START Dataset records

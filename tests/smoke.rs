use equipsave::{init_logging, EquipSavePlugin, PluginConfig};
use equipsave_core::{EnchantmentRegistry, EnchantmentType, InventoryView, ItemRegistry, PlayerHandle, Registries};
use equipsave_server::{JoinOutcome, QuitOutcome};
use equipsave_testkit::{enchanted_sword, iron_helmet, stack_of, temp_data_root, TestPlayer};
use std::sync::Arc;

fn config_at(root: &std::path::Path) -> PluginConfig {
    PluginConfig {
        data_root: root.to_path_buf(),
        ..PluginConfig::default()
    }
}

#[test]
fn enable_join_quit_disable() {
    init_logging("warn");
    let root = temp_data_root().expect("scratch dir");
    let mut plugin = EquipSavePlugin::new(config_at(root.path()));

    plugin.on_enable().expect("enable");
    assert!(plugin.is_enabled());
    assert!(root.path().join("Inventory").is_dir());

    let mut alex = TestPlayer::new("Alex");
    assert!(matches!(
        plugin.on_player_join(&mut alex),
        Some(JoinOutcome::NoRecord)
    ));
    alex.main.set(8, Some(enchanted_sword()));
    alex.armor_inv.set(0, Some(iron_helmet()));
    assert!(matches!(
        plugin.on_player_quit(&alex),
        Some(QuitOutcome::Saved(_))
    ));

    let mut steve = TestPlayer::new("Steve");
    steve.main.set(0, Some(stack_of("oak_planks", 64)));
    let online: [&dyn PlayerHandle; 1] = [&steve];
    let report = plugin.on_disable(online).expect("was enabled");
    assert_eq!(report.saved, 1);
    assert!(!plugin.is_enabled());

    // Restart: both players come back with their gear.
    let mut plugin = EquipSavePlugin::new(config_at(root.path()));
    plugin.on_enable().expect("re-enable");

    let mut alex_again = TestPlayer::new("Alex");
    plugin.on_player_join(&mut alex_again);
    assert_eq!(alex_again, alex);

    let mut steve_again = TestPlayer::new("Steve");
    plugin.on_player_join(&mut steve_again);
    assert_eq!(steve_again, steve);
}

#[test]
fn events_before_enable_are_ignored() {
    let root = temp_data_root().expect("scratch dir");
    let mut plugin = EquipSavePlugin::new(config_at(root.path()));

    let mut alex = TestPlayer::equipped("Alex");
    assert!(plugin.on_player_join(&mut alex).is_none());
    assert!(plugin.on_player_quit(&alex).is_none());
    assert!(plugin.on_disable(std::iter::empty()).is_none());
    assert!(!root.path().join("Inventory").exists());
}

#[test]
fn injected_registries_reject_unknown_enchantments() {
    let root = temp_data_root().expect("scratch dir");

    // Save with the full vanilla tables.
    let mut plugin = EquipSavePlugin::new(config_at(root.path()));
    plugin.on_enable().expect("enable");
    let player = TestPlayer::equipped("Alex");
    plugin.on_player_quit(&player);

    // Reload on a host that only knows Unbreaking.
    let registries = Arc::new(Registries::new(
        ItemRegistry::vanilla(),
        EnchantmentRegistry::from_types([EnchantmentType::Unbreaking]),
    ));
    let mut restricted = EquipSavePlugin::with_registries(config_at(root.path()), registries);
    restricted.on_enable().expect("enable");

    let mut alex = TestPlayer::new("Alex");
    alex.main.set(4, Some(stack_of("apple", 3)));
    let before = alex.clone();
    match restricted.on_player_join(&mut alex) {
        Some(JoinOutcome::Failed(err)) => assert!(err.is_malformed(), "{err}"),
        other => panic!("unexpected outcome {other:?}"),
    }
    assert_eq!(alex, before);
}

END Dataset records

- **Work task**
When you answer, repeat every record exactly, omitting nothing.

- **Written solution**
filename tests/smoke.rs
use equipsave::{init_logging, EquipSavePlugin, PluginConfig};
use equipsave_core::{EnchantmentRegistry, EnchantmentType, InventoryView, ItemRegistry, PlayerHandle, Registries};
use equipsave_server::{JoinOutcome, QuitOutcome};
use equipsave_testkit::{enchanted_sword, iron_helmet, stack_of, temp_data_root, TestPlayer};
use std::sync::Arc;

fn config_at(root: &std::path::Path) -> PluginConfig {
    PluginConfig {
        data_root: root.to_path_buf(),
        ..PluginConfig::default()
    }
}

#[test]
fn enable_join_quit_disable() {
    init_logging("warn");
    let root = temp_data_root().expect("scratch dir");
    let mut plugin = EquipSavePlugin::new(config_at(root.path()));

    plugin.on_enable().expect("enable");
    assert!(plugin.is_enabled());
    assert!(root.path().join("Inventory").is_dir());

    let mut alex = TestPlayer::new("Alex");
    assert!(matches!(
        plugin.on_player_join(&mut alex),
        Some(JoinOutcome::NoRecord)
    ));
    alex.main.set(8, Some(enchanted_sword()));
    alex.armor_inv.set(0, Some(iron_helmet()));
    assert!(matches!(
        plugin.on_player_quit(&alex),
        Some(QuitOutcome::Saved(_))
    ));

    let mut steve = TestPlayer::new("Steve");
    steve.main.set(0, Some(stack_of("oak_planks", 64)));
    let online: [&dyn PlayerHandle; 1] = [&steve];
    let report = plugin.on_disable(online).expect("was enabled");
    assert_eq!(report.saved, 1);
    assert!(!plugin.is_enabled());

    // Restart: both players come back with their gear.
    let mut plugin = EquipSavePlugin::new(config_at(root.path()));
    plugin.on_enable().expect("re-enable");

    let mut alex_again = TestPlayer::new("Alex");
    plugin.on_player_join(&mut alex_again);
    assert_eq!(alex_again, alex);

    let mut steve_again = TestPlayer::new("Steve");
    plugin.on_player_join(&mut steve_again);
    assert_eq!(steve_again, steve);
}

#[test]
fn events_before_enable_are_ignored() {
    let root = temp_data_root().expect("scratch dir");
    let mut plugin = EquipSavePlugin::new(config_at(root.path()));

    let mut alex = TestPlayer::equipped("Alex");
    assert!(plugin.on_player_join(&mut alex).is_none());
    assert!(plugin.on_player_quit(&alex).is_none());
    assert!(plugin.on_disable(std::iter::empty()).is_none());
    assert!(!root.path().join("Inventory").exists());
}

#[test]
fn injected_registries_reject_unknown_enchantments() {
    let root = temp_data_root().expect("scratch dir");

    // Save with the full vanilla tables.
    let mut plugin = EquipSavePlugin::new(config_at(root.path()));
    plugin.on_enable().expect("enable");
    let player = TestPlayer::equipped("Alex");
    plugin.on_player_quit(&player);

    // Reload on a host that only knows Unbreaking.
    let registries = Arc::new(Registries::new(
        ItemRegistry::vanilla(),
        EnchantmentRegistry::from_types([EnchantmentType::Unbreaking]),
    ));
    let mut restricted = EquipSavePlugin::with_registries(config_at(root.path()), registries);
    restricted.on_enable().expect("enable");

    let mut alex = TestPlayer::new("Alex");
    alex.main.set(4, Some(stack_of("apple", 3)));
    let before = alex.clone();
    match restricted.on_player_join(&mut alex) {
        Some(JoinOutcome::Failed(err)) => assert!(err.is_malformed(), "{err}"),
        other => panic!("unexpected outcome {other:?}"),
    }
    assert_eq!(alex, before);
}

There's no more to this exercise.